Let’s do a quick intro to doing data visualization in a Jupyter Notebook (you may also hear this called “iPython Notebook”).
First, if you don’t already have a Python environment set up, consider using Anaconda, which is a distribution includes Jupyter. If you prefer to use a different Python setup, install Jupyter in your favorite way (probably pip).
All set up? Great! Go to your command line, navigate to the directory you want your notebook file to live in, and just type in jupyter notebook:
> jupyter notebook
You’ll see some feedback from the notebook, telling you where your notebook server is listening, and you should have a browser window pop up:
In the upper right, you can choose “New”, and select Python notebook (in this code example I’m using Python 3).
Now you have a REPL (pronounced “repple”): a Read, Evaluate, Print Loop.

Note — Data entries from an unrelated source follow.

//! MySQL Table DDL types
//!
//! - [`TableDef`] - const-friendly definition
//! - [`Table`] - runtime type with owned options

use crate::alloc_prelude::*;

#[cfg(feature = "serde")]
use crate::serde_helpers::{cow_from_string, cow_option_from_string};

/// Const-friendly table definition
///
/// # Examples
///
/// ```
/// use ddlkit_types::mysql::ddl::TableDef;
///
/// const NOTES: TableDef = TableDef::new("notes").engine("InnoDB").charset("utf8mb4");
/// assert_eq!(NOTES.name, "notes");
/// ```
#[derive(Clone, Copy, Debug, PartialEq, Eq, Hash)]
pub struct TableDef {
    /// Table name
    pub name: &'static str,
    /// Storage engine (ENGINE=...)
    pub engine: Option<&'static str>,
    /// Default character set (DEFAULT CHARSET=...)
    pub charset: Option<&'static str>,
}

impl TableDef {
    /// Create a new table definition
    #[must_use]
    pub const fn new(name: &'static str) -> Self {
        Self {
            name,
            engine: None,
            charset: None,
        }
    }

    /// Set the storage engine
    #[must_use]
    pub const fn engine(self, engine: &'static str) -> Self {
        Self {
            engine: Some(engine),
            ..self
        }
    }

    /// Set the default character set
    #[must_use]
    pub const fn charset(self, charset: &'static str) -> Self {
        Self {
            charset: Some(charset),
            ..self
        }
    }

    /// Convert to runtime [`Table`] type
    #[must_use]
    pub const fn into_table(self) -> Table {
        Table {
            name: Cow::Borrowed(self.name),
            engine: match self.engine {
                Some(e) => Some(Cow::Borrowed(e)),
                None => None,
            },
            charset: match self.charset {
                Some(c) => Some(Cow::Borrowed(c)),
                None => None,
            },
        }
    }
}

/// Runtime table entity
#[derive(Clone, Debug, PartialEq, Eq)]
#[cfg_attr(feature = "serde", derive(serde::Serialize, serde::Deserialize))]
#[cfg_attr(feature = "serde", serde(rename_all = "camelCase"))]
pub struct Table {
    /// Table name
    #[cfg_attr(feature = "serde", serde(deserialize_with = "cow_from_string"))]
    pub name: Cow<'static, str>,

    /// Storage engine
    #[cfg_attr(
        feature = "serde",
        serde(default, deserialize_with = "cow_option_from_string")
    )]
    pub engine: Option<Cow<'static, str>>,

    /// Default character set
    #[cfg_attr(
        feature = "serde",
        serde(default, deserialize_with = "cow_option_from_string")
    )]
    pub charset: Option<Cow<'static, str>>,
}

impl Table {
    /// Create a new table (runtime)
    #[must_use]
    pub fn new(name: impl Into<Cow<'static, str>>) -> Self {
        Self {
            name: name.into(),
            engine: None,
            charset: None,
        }
    }

    /// Get the table name
    #[inline]
    #[must_use]
    pub fn name(&self) -> &str {
        &self.name
    }
}

impl From<TableDef> for Table {
    fn from(def: TableDef) -> Self {
        def.into_table()
    }
}

#[cfg(test)]
mod tests {
    use super::*;

    #[test]
    fn test_const_into_table() {
        const TABLE: Table = TableDef::new("notes").engine("InnoDB").into_table();
        assert_eq!(TABLE.name(), "notes");
        assert_eq!(TABLE.engine.as_deref(), Some("InnoDB"));
        assert_eq!(TABLE.charset, None);
    }
}
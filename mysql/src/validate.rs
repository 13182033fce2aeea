//! Local constraint validation
//!
//! Runs before any statement is sent so an impossible index request fails with a
//! precise [`ConstraintViolation`] instead of an opaque driver error. It only models
//! the key-length rule; charset byte limits and the like are left to the server.

use ddlkit_core::{ConstraintViolation, IndexRequest, ViolationReason};
use ddlkit_types::mysql::DialectLimits;
use ddlkit_types::mysql::ddl::FieldDescriptor;

use crate::rules::{ColumnTypeDecision, resolve_column_type};

/// Check that a field's primary-key/index request fits its resolved type.
///
/// Fields that request nothing always pass.
pub fn validate_index_request(
    decision: &ColumnTypeDecision,
    descriptor: &FieldDescriptor,
) -> Result<(), ConstraintViolation> {
    if !descriptor.requests_index() || decision.is_indexable {
        return Ok(());
    }

    let request = match descriptor.index {
        Some(kind) if !descriptor.primary_key => IndexRequest::Index(kind),
        _ => IndexRequest::PrimaryKey,
    };

    let violation = ConstraintViolation {
        field: descriptor.name.to_string(),
        sql_type: decision.sql_type,
        request,
        reason: ViolationReason::UnindexableColumnTypeOrLength,
    };
    ddlkit_core::ddlkit_warn!(
        field = descriptor.name,
        sql_type = %decision.sql_type,
        reason = violation.reason.as_str(),
        "ddlkit.constraint_violation"
    );
    Err(violation)
}

/// Resolve a field and validate its index request in one step.
pub fn resolve_and_validate(
    descriptor: &FieldDescriptor,
    limits: &DialectLimits,
) -> Result<ColumnTypeDecision, ConstraintViolation> {
    let decision = resolve_column_type(descriptor, limits);
    validate_index_request(&decision, descriptor)?;
    Ok(decision)
}
//! MySQL Column DDL types
//!
//! This module provides two complementary types:
//! - [`ColumnDef`] - A const-friendly definition type for compile-time schema definitions
//! - [`Column`] - A runtime type for serde serialization/deserialization

use crate::alloc_prelude::*;

#[cfg(feature = "serde")]
use crate::serde_helpers::cow_from_string;

// =============================================================================
// Const-friendly Definition Type
// =============================================================================

/// Const-friendly column definition for pre-typed (non-string) columns.
///
/// # Examples
///
/// ```
/// use ddlkit_types::mysql::ddl::ColumnDef;
///
/// const ID: ColumnDef = ColumnDef::new("notes", "id", "INT")
///     .primary_key()
///     .autoincrement();
///
/// assert!(ID.not_null);
/// assert!(ID.autoincrement);
/// ```
#[derive(Clone, Copy, Debug, PartialEq, Eq, Hash)]
pub struct ColumnDef {
    /// Parent table name
    pub table: &'static str,
    /// Column name
    pub name: &'static str,
    /// SQL type (e.g., "INT", "BIGINT", "DATETIME")
    pub sql_type: &'static str,
    /// Is this column NOT NULL?
    pub not_null: bool,
    /// Is this column AUTO_INCREMENT?
    pub autoincrement: bool,
    /// Is this column a PRIMARY KEY?
    pub primary_key: bool,
}

impl ColumnDef {
    /// Create a new column definition
    #[must_use]
    pub const fn new(table: &'static str, name: &'static str, sql_type: &'static str) -> Self {
        Self {
            table,
            name,
            sql_type,
            not_null: false,
            autoincrement: false,
            primary_key: false,
        }
    }

    /// Set NOT NULL constraint
    #[must_use]
    pub const fn not_null(self) -> Self {
        Self {
            not_null: true,
            ..self
        }
    }

    /// Set AUTO_INCREMENT
    #[must_use]
    pub const fn autoincrement(self) -> Self {
        Self {
            autoincrement: true,
            ..self
        }
    }

    /// Set PRIMARY KEY (also sets NOT NULL)
    #[must_use]
    pub const fn primary_key(self) -> Self {
        Self {
            primary_key: true,
            not_null: true,
            ..self
        }
    }

    /// Convert to runtime [`Column`] type
    #[must_use]
    pub const fn into_column(self) -> Column {
        Column {
            table: Cow::Borrowed(self.table),
            name: Cow::Borrowed(self.name),
            sql_type: Cow::Borrowed(self.sql_type),
            not_null: self.not_null,
            autoincrement: if self.autoincrement { Some(true) } else { None },
            primary_key: if self.primary_key { Some(true) } else { None },
        }
    }
}

// =============================================================================
// Runtime Type for Serde
// =============================================================================

/// Runtime column entity, the unit the CREATE TABLE generator works on.
#[derive(Clone, Debug, PartialEq, Eq)]
#[cfg_attr(feature = "serde", derive(serde::Serialize, serde::Deserialize))]
#[cfg_attr(feature = "serde", serde(rename_all = "camelCase"))]
pub struct Column {
    /// Parent table name
    #[cfg_attr(feature = "serde", serde(deserialize_with = "cow_from_string"))]
    pub table: Cow<'static, str>,

    /// Column name
    #[cfg_attr(feature = "serde", serde(deserialize_with = "cow_from_string"))]
    pub name: Cow<'static, str>,

    /// SQL type (e.g., "VARCHAR(255)", "MEDIUMTEXT", "INT")
    #[cfg_attr(
        feature = "serde",
        serde(rename = "type", deserialize_with = "cow_from_string")
    )]
    pub sql_type: Cow<'static, str>,

    /// Is this column NOT NULL?
    #[cfg_attr(feature = "serde", serde(default))]
    pub not_null: bool,

    /// Is this column AUTO_INCREMENT?
    #[cfg_attr(
        feature = "serde",
        serde(default, skip_serializing_if = "Option::is_none")
    )]
    pub autoincrement: Option<bool>,

    /// Is this column a PRIMARY KEY?
    #[cfg_attr(
        feature = "serde",
        serde(default, skip_serializing_if = "Option::is_none")
    )]
    pub primary_key: Option<bool>,
}

impl Column {
    /// Create a new column (runtime)
    #[must_use]
    pub fn new(
        table: impl Into<Cow<'static, str>>,
        name: impl Into<Cow<'static, str>>,
        sql_type: impl Into<Cow<'static, str>>,
    ) -> Self {
        Self {
            table: table.into(),
            name: name.into(),
            sql_type: sql_type.into(),
            not_null: false,
            autoincrement: None,
            primary_key: None,
        }
    }

    /// Set NOT NULL
    #[must_use]
    pub fn not_null(mut self) -> Self {
        self.not_null = true;
        self
    }

    /// Set PRIMARY KEY (also sets NOT NULL)
    #[must_use]
    pub fn primary_key(mut self) -> Self {
        self.primary_key = Some(true);
        self.not_null = true;
        self
    }

    /// Get the column name
    #[inline]
    #[must_use]
    pub fn name(&self) -> &str {
        &self.name
    }

    /// Get the table name
    #[inline]
    #[must_use]
    pub fn table(&self) -> &str {
        &self.table
    }

    /// Get the SQL type
    #[inline]
    #[must_use]
    pub fn sql_type(&self) -> &str {
        &self.sql_type
    }

    /// Check if this is a primary key column
    #[inline]
    #[must_use]
    pub fn is_primary_key(&self) -> bool {
        self.primary_key.unwrap_or(false)
    }

    /// Check if this is an autoincrement column
    #[inline]
    #[must_use]
    pub fn is_autoincrement(&self) -> bool {
        self.autoincrement.unwrap_or(false)
    }
}

impl From<ColumnDef> for Column {
    fn from(def: ColumnDef) -> Self {
        def.into_column()
    }
}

It’s a way to work with Python in tiny bits, with incremental success (or failure) that you can see immediately and alter and play with, instead of writing and executing an entire script. The first thing you’ll want to do is import some packages. For fun, type “import antigravity” in the first box. See how the text changes color to help you with the syntax?
See how the leftmost vertical side of the box is green? That means this code block is selected and being edited. If it were blue, it would mean the code block was selected, but not being edited. No box at all? That means the block is not selected.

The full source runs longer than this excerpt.